By Keith Meisel
Special to the Review
TOWSON – Speakers at the 6th Symposium for Catholic Medical Professionals offered encouragement as well as guidance to the 125 health care professionals who attended the event at the University of Maryland St. Joseph Medical Center April 16.
The theme was “Medicine, Mercy and the Domestic Church.”
“Clearly, we are taking our cues from Pope Francis, who has declared this to be a Jubilee Year of Mercy,” Archbishop William E. Lori said in his homily at a Mass that opened the symposium.
Among the issues addressed by Dr. Pat Fosarelli, the keynote speaker, and panelists Fred Schneider, Kathy Moore and Jenny Mohler were:
• Relieve suffering, not just pain;
• Provide a ministry of presence for patients who feel alone;
• Offer support to meet spiritual as well as social, psychological and biological needs; and
• Find strength from grief.
“We have to return to the idea that medicine is a ministry. We need to return to that, at least in our own hearts. That is how our profession will be changed, heart by heart,” said Fosarelli, who teaches at St. Mary’s Seminary and University in Baltimore and is a part-time member of the faculty at The Johns Hopkins University School of Medicine.

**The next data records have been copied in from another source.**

//! Recording engine fake shared by the coordinator test suites.

#![allow(dead_code)]

use async_trait::async_trait;
use bridge_traits::{
    BridgeError, EngineEvent, EngineEventKind, EngineItem, EngineListener, EngineLocator,
    EngineStatus, RepeatMode, Result, SessionBridge, SessionHandle, Subscription,
};
use core_async::sync::Notify;
use core_async::time::{sleep, Duration, Instant};
use core_library::Track;
use core_playback::{CoordinatorConfig, PlaybackCoordinator};
use parking_lot::Mutex;
use std::collections::HashMap;
use std::sync::atomic::{AtomicBool, AtomicUsize, Ordering};
use std::sync::Arc;

// ============================================================================
// Recording Engine
// ============================================================================

#[derive(Debug, Clone, PartialEq)]
pub enum Call {
    SetItems(Vec<String>, usize),
    Prepare,
    SetRepeatMode(RepeatMode),
    Play,
    Pause,
    SeekTo(u64),
    SkipNext,
    SkipPrevious,
}

type Effect = Box<dyn FnOnce(&FakeEngine, &mut FakeState) + Send>;

#[derive(Default)]
struct FakeState {
    status: EngineStatus,
    items: Vec<EngineItem>,
    index: usize,
}

/// Minimal engine that records every command and applies the obvious
/// effect to its status. It never emits events on its own; tests call
/// [`FakeEngine::emit`].
///
/// A lagging engine acknowledges commands immediately but holds their
/// effects back until [`FakeEngine::catch_up`].
#[derive(Default)]
pub struct FakeEngine {
    state: Mutex<FakeState>,
    calls: Mutex<Vec<Call>>,
    durations: Mutex<HashMap<String, i64>>,
    listeners: Arc<Mutex<HashMap<usize, Arc<dyn EngineListener>>>>,
    next_listener: AtomicUsize,
    releases: Arc<AtomicUsize>,
    fail_commands: AtomicBool,
    lagging: AtomicBool,
    deferred: Mutex<Vec<Effect>>,
}

impl FakeEngine {
    pub fn new() -> Arc<Self> {
        Arc::new(Self::default())
    }

    pub fn lagging() -> Arc<Self> {
        let engine = Self::default();
        engine.lagging.store(true, Ordering::SeqCst);
        Arc::new(engine)
    }

    /// Applies every effect a lagging engine has held back so far.
    pub fn catch_up(&self) {
        let effects = std::mem::take(&mut *self.deferred.lock());
        let mut state = self.state.lock();
        for effect in effects {
            effect(self, &mut *state);
        }
    }

    pub fn deferred_effects(&self) -> usize {
        self.deferred.lock().len()
    }

    pub fn set_duration(&self, item_id: &str, duration_ms: i64) {
        self.durations.lock().insert(item_id.to_string(), duration_ms);
    }

    pub fn fail_commands(&self, fail: bool) {
        self.fail_commands.store(fail, Ordering::SeqCst);
    }

    pub fn calls(&self) -> Vec<Call> {
        self.calls.lock().clone()
    }

    pub fn listener_count(&self) -> usize {
        self.listeners.lock().len()
    }

    pub fn releases(&self) -> usize {
        self.releases.load(Ordering::SeqCst)
    }

    /// Mutates the live status without notifying anyone.
    pub fn update(&self, f: impl FnOnce(&mut EngineStatus)) {
        f(&mut self.state.lock().status);
    }

    /// Notifies every listener with the current status.
    pub fn emit(&self, kind: EngineEventKind) {
        let status = self.state.lock().status.clone();
        let listeners: Vec<_> = self.listeners.lock().values().cloned().collect();
        for listener in listeners {
            listener.on_event(EngineEvent::new(kind, status.clone()));
        }
    }

    fn record(&self, call: Call) -> Result<()> {
        self.calls.lock().push(call);
        if self.fail_commands.load(Ordering::SeqCst) {
            return Err(BridgeError::OperationFailed("engine refused".to_string()));
        }
        Ok(())
    }

    fn apply(&self, effect: impl FnOnce(&FakeEngine, &mut FakeState) + Send + 'static) {
        if self.lagging.load(Ordering::SeqCst) {
            self.deferred.lock().push(Box::new(effect));
        } else {
            effect(self, &mut *self.state.lock());
        }
    }

    fn select(&self, state: &mut FakeState, index: usize) {
        state.index = index;
        let item = state.items.get(index).cloned();
        state.status.duration_ms = item
            .as_ref()
            .and_then(|item| self.durations.lock().get(&item.id).copied())
            .unwrap_or(0);
        state.status.current_item = item;
        state.status.position_ms = 0;
    }
}

#[async_trait]
impl SessionHandle for FakeEngine {
    fn status(&self) -> EngineStatus {
        self.state.lock().status.clone()
    }

    fn add_listener(&self, listener: Arc<dyn EngineListener>) -> Subscription {
        let id = self.next_listener.fetch_add(1, Ordering::SeqCst);
        self.listeners.lock().insert(id, listener);

        let listeners = Arc::clone(&self.listeners);
        let releases = Arc::clone(&self.releases);
        Subscription::new(move || {
            listeners.lock().remove(&id);
            releases.fetch_add(1, Ordering::SeqCst);
        })
    }

    async fn set_items(&self, items: Vec<EngineItem>, start_index: usize) -> Result<()> {
        let ids = items.iter().map(|item| item.id.clone()).collect();
        self.record(Call::SetItems(ids, start_index))?;
        self.apply(move |engine, state| {
            state.status.item_count = items.len();
            state.items = items;
            engine.select(state, start_index);
        });
        Ok(())
    }

    async fn prepare(&self) -> Result<()> {
        self.record(Call::Prepare)
    }

    async fn set_repeat_mode(&self, mode: RepeatMode) -> Result<()> {
        self.record(Call::SetRepeatMode(mode))?;
        self.apply(move |_, state| state.status.repeat_mode = mode);
        Ok(())
    }

    async fn play(&self) -> Result<()> {
        self.record(Call::Play)?;
        self.apply(|_, state| state.status.is_playing = true);
        Ok(())
    }

    async fn pause(&self) -> Result<()> {
        self.record(Call::Pause)?;
        self.apply(|_, state| state.status.is_playing = false);
        Ok(())
    }

    async fn seek_to(&self, position_ms: u64) -> Result<()> {
        self.record(Call::SeekTo(position_ms))?;
        self.apply(move |_, state| state.status.position_ms = position_ms as i64);
        Ok(())
    }

    async fn skip_next(&self) -> Result<()> {
        self.record(Call::SkipNext)?;
        self.apply(|engine, state| {
            let next = state.index + 1;
            if next < state.items.len() {
                engine.select(state, next);
            }
        });
        Ok(())
    }

    async fn skip_previous(&self) -> Result<()> {
        self.record(Call::SkipPrevious)?;
        self.apply(|engine, state| {
            let previous = state.index.saturating_sub(1);
            engine.select(state, previous);
        });
        Ok(())
    }
}

// ============================================================================
// Gated Bridge
// ============================================================================

/// Bridge whose connection resolves only when the test opens the gate.
pub struct GatedBridge {
    engine: Arc<FakeEngine>,
    gate: Notify,
    gated: bool,
    failure: Option<BridgeError>,
}

impl GatedBridge {
    pub fn immediate(engine: Arc<FakeEngine>) -> Arc<Self> {
        Arc::new(Self {
            engine,
            gate: Notify::new(),
            gated: false,
            failure: None,
        })
    }

    pub fn gated(engine: Arc<FakeEngine>) -> Arc<Self> {
        Arc::new(Self {
            engine,
            gate: Notify::new(),
            gated: true,
            failure: None,
        })
    }

    pub fn failing(error: BridgeError) -> Arc<Self> {
        Arc::new(Self {
            engine: FakeEngine::new(),
            gate: Notify::new(),
            gated: false,
            failure: Some(error),
        })
    }

    pub fn open(&self) {
        self.gate.notify_one();
    }
}

#[async_trait]
impl SessionBridge for GatedBridge {
    async fn connect(&self, _locator: &EngineLocator) -> Result<Arc<dyn SessionHandle>> {
        if self.gated {
            self.gate.notified().await;
        }
        if let Some(error) = &self.failure {
            return Err(error.clone());
        }
        let handle: Arc<dyn SessionHandle> = self.engine.clone();
        Ok(handle)
    }
}

// ============================================================================
// Helpers
// ============================================================================

pub fn fast_config() -> CoordinatorConfig {
    CoordinatorConfig::default().with_poll_interval(Duration::from_millis(50))
}

pub async fn connected_with(
    engine: &Arc<FakeEngine>,
    config: CoordinatorConfig,
) -> PlaybackCoordinator {
    let coordinator = PlaybackCoordinator::builder(GatedBridge::immediate(Arc::clone(engine)))
        .config(config)
        .surface_id("test")
        .spawn()
        .unwrap();
    coordinator
        .wait_connected(Duration::from_secs(2))
        .await
        .unwrap();
    coordinator
}

pub fn track(id: i64, title: &str, duration_ms: u64) -> Track {
    Track::new(id, title, "Artist", duration_ms, format!("content://media/{id}"))
}

pub async fn connected(engine: &Arc<FakeEngine>) -> PlaybackCoordinator {
    connected_with(engine, fast_config()).await
}

/// Polls `condition` until it holds, panicking after two seconds.
pub async fn wait_until(what: &str, mut condition: impl FnMut() -> bool) {
    let deadline = Instant::now() + Duration::from_secs(2);
    while !condition() {
        if Instant::now() > deadline {
            panic!("timed out waiting for {what}");
        }
        sleep(Duration::from_millis(5)).await;
    }
}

Fosarelli said it was 25 years ago, when she was practicing at Hopkins and “doing good work,” that she thought, “Is this all it is? It feels like something is amiss. So I went back to theological education. I needed to get back on track.”
Medicine, which, “is impacted by societal changes just as everything else is,” also needs to get back on track, she said.
She urged the nurses, physicians, physician’s assistants, social workers and counselors who filled the meeting room to:
• Respect every patient. “If you can’t see Christ in that person, they had better see Christ in you.” she said.
• Show empathy for suffering. “Pain is mediated by nerves in the body. Suffering encompasses the whole human,” she said.
• Show empathy for suffering. “Pain is mediated by nerves in the body. Suffering encompasses the whole human,” she said.
• Be honest. “You have to tell the truth at some point,” she said, urging her listeners to take the time necessary to provide the most compassionate as well as honest assessment of the situation.
• Mohler, a clinical social worker, was accompanied to the event by her husband, John, and their three children, 4, 2 and six weeks.
She related the loss of their second child. A sonogram in the 19th week of that pregnancy showed a skeletal dysplasia that meant the baby would not live for long after birth.
There was no question, she said, that she would not terminate the pregnancy. Joseph Angelo Mohler was born 1 1/2 months early. He died an hour after he was born. That was enough time for him to be baptized, held by all four of his grandparents as well as his parents, and loved by his family Mohler said.
“There was so much more joy than sadness,” she said.
Mohler urged the audience to consider groups such as Isaiah’s Promise (www.isaiahspromise.net) for support during these difficult and often tragic early pregnancy situations.
“Don’t forget the spiritual component,” she said.
Fosarelli had echoed that sentiment during her presentation.
“Pray, not only for yourself. Pray for those you care for,” she said.
The church’s presence is very important for those dying and for the patient’s loved ones, said Schneider, a longtime supervisor of bereavement who worked in the hospice field “for many years.”
“Death first became my teacher when I was 17 years old. It was 1965,” he said. “In that year, my grandfather died. A beloved neighbor, who was like a grandmother to me, died.”
Several months later, his 19-year-old sister, then an oncology nursing student at Bon Secours Hospital, died of cancer. Her death followed several misdiagnoses regarding back pain that progressively worsened, Schneider said.
Though she wanted so much to come home, she never left the hospital, he said.
“There was no hospice in those days,” he said.
“I think it is so important for the church to be there,” Schneider said. “There is a physical dimension to grief. There is an emotional dimension to grief. There is a spiritual dimension to grief.”
Kathy Moore is part of the ministry of caring at St. Katharine Drexel Parish in Frederick, where it addresses the physical, emotional and spiritual needs of the sick.
Volunteers, said Moore, a registered nurse, wife and mother of six, help “those in need bear their burdens and indeed share them.”
She said the group supplies companionship, meals, transportation, help with household tasks and respite care.
Her presentation was of particular interest to Carole Hires and Mary Joan Foley. Both retired nurses are members of St. Mary’s Church in Annapolis, where they are interested in getting a health ministry started.
“It has been wonderful, listening to other people’s experiences,” said Hires, a Towson native who moved back to Maryland from New Jersey with her husband.
“I loved taking care of people,” said Foley, a wife and mother of six who was happy to add that both her twin sister and daughter-in-law are nurses and her grand-daughter is interested in the profession.